FAQs on Neo-Classic Organization Theory

1. What is the difference between classical theory and neoclassical theory?

The classical theory believes that labour is the only single source of value of goods produced in the economy whereas the neoclassical theory believes that there should be a minimum of two factors of production i.e. labour and capital should be used in the production of goods. Two countries differ only in terms of their relative factor endowments. One country adopts a relatively labour-oriented approach whereas the other country adopts a relatively capital-oriented approach.

2. What are the main propositions of neoclassical theory?

The main proposition of neoclassical theory is:

  • The organization is generally a social system that includes several interacting parts.

  • Informal organizations exist within the formal organization and are affected by as well as affect each other. 

  • Being independent, the behaviour of human beings can be predicted in terms of social factors at work.

  • Teamwork is significant for higher productivity.

  • Communication is important as it carries information related to the organization's functioning and people’s feelings at work.

  • A conflict between individual and organization goals is often observed. There is a need to coordinate both the organization and individual goals.

3. Who is the father of neo-classical theory?

Alfred Marshall is regarded as the father of neo-classical theory.

4. What are the Two Movements in Neoclassical Theory and Describe any One of the Movements?

The neoclassical theory includes theories and approaches that are centralised on the human side of a company. The neoclassical theory has two prime sources: behavioural movement and the human relations movement.

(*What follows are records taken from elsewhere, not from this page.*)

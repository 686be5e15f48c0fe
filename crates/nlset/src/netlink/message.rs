//! Netlink message header and parsing.

use super::error::{Error, Result};
use zerocopy::{FromBytes, Immutable, IntoBytes, KnownLayout};

/// Netlink message header alignment.
pub const NLMSG_ALIGNTO: usize = 4;

/// Align a length to NLMSG_ALIGNTO boundary.
#[inline]
pub const fn nlmsg_align(len: usize) -> usize {
    (len + NLMSG_ALIGNTO - 1) & !(NLMSG_ALIGNTO - 1)
}

/// Size of the netlink message header.
pub const NLMSG_HDRLEN: usize = nlmsg_align(std::mem::size_of::<NlMsgHdr>());

/// Netlink message header (mirrors struct nlmsghdr).
#[repr(C)]
#[derive(Debug, Clone, Copy, Default, PartialEq, Eq, FromBytes, IntoBytes, Immutable, KnownLayout)]
pub struct NlMsgHdr {
    /// Length of message including header.
    pub nlmsg_len: u32,
    /// Message type.
    pub nlmsg_type: u16,
    /// Additional flags.
    pub nlmsg_flags: u16,
    /// Sequence number.
    pub nlmsg_seq: u32,
    /// Sending process port ID.
    pub nlmsg_pid: u32,
}

impl NlMsgHdr {
    /// Create a new message header.
    pub fn new(msg_type: u16, flags: u16) -> Self {
        Self {
            nlmsg_len: NLMSG_HDRLEN as u32,
            nlmsg_type: msg_type,
            nlmsg_flags: flags,
            nlmsg_seq: 0,
            nlmsg_pid: 0,
        }
    }

    /// Convert header to bytes.
    pub fn as_bytes(&self) -> &[u8] {
        <Self as IntoBytes>::as_bytes(self)
    }

    /// Parse header from bytes.
    pub fn from_bytes(data: &[u8]) -> Result<Self> {
        Self::read_from_prefix(data)
            .map(|(header, _)| header)
            .map_err(|_| {
                Error::MalformedReply(format!(
                    "truncated netlink header: {} of {} bytes",
                    data.len(),
                    NLMSG_HDRLEN
                ))
            })
    }
}

/// Standard netlink message types.
pub struct NlMsgType;

impl NlMsgType {
    /// No operation, message must be discarded.
    pub const NOOP: u16 = 1;
    /// Error message or ACK.
    pub const ERROR: u16 = 2;
    /// End of multipart message.
    pub const DONE: u16 = 3;
}

/// Netlink message flags.
pub const NLM_F_REQUEST: u16 = 0x01;
pub const NLM_F_ACK: u16 = 0x04;

// Modifiers to NEW request
pub const NLM_F_EXCL: u16 = 0x200;
pub const NLM_F_CREATE: u16 = 0x400;

/// Iterator over netlink messages in a buffer.
///
/// Unlike a lenient dump reader, any framing problem is an error: bytes left
/// over that cannot hold a header, or a declared length that is shorter than
/// the header or runs past the buffer.
pub struct MessageIter<'a> {
    data: &'a [u8],
}

impl<'a> MessageIter<'a> {
    /// Create a new message iterator.
    pub fn new(data: &'a [u8]) -> Self {
        Self { data }
    }
}

impl<'a> Iterator for MessageIter<'a> {
    type Item = Result<(NlMsgHdr, &'a [u8])>;

    fn next(&mut self) -> Option<Self::Item> {
        if self.data.is_empty() {
            return None;
        }

        let header = match NlMsgHdr::from_bytes(self.data) {
            Ok(h) => h,
            Err(e) => {
                self.data = &[];
                return Some(Err(e));
            }
        };

        let msg_len = header.nlmsg_len as usize;
        if msg_len < NLMSG_HDRLEN || msg_len > self.data.len() {
            let remaining = self.data.len();
            self.data = &[];
            return Some(Err(Error::MalformedReply(format!(
                "message length {} does not fit buffer of {} bytes",
                msg_len, remaining
            ))));
        }

        let payload = &self.data[NLMSG_HDRLEN..msg_len];
        let aligned_len = nlmsg_align(msg_len);

        // Move to next message
        if aligned_len >= self.data.len() {
            self.data = &[];
        } else {
            self.data = &self.data[aligned_len..];
        }

        Some(Ok((header, payload)))
    }
}

/// Netlink error message payload.
#[repr(C)]
#[derive(Debug, Clone, Copy, FromBytes, IntoBytes, Immutable, KnownLayout)]
pub struct NlMsgError {
    /// Error code (negative errno or 0 for ACK).
    pub error: i32,
    /// Original message header that caused the error.
    pub msg: NlMsgHdr,
}

impl NlMsgError {
    /// Parse error message from payload.
    pub fn from_bytes(data: &[u8]) -> Result<Self> {
        Self::read_from_prefix(data)
            .map(|(err, _)| err)
            .map_err(|_| {
                Error::MalformedReply(format!(
                    "truncated error message: {} of {} bytes",
                    data.len(),
                    std::mem::size_of::<Self>()
                ))
            })
    }

    /// Check if this is an ACK (no error).
    pub fn is_ack(&self) -> bool {
        self.error == 0
    }

    /// The positive errno carried by this message.
    ///
    /// `i32::MIN` has no positive counterpart and is returned unchanged.
    pub fn errno(&self) -> i32 {
        self.error.wrapping_neg()
    }
}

The human relation movement was a result of Elton Mayo and Fritz J. Roethlisberger's Hawthorne research. It was designed to analyse ways to improve productivity at the Western Hawthorne Works factory by examining work situations related to rest periods, lighting levels, duration, or length of a working day. 

During the experiment, productivity levels increased but not due to Roethlisberger and Mayo’s situations on the workers. As they can not correlate the improved productivity with the imposed situation, new factors emerged. High morale was found in the group during the experiment. This morale developed indirectly due to the situations imposed by the researcher.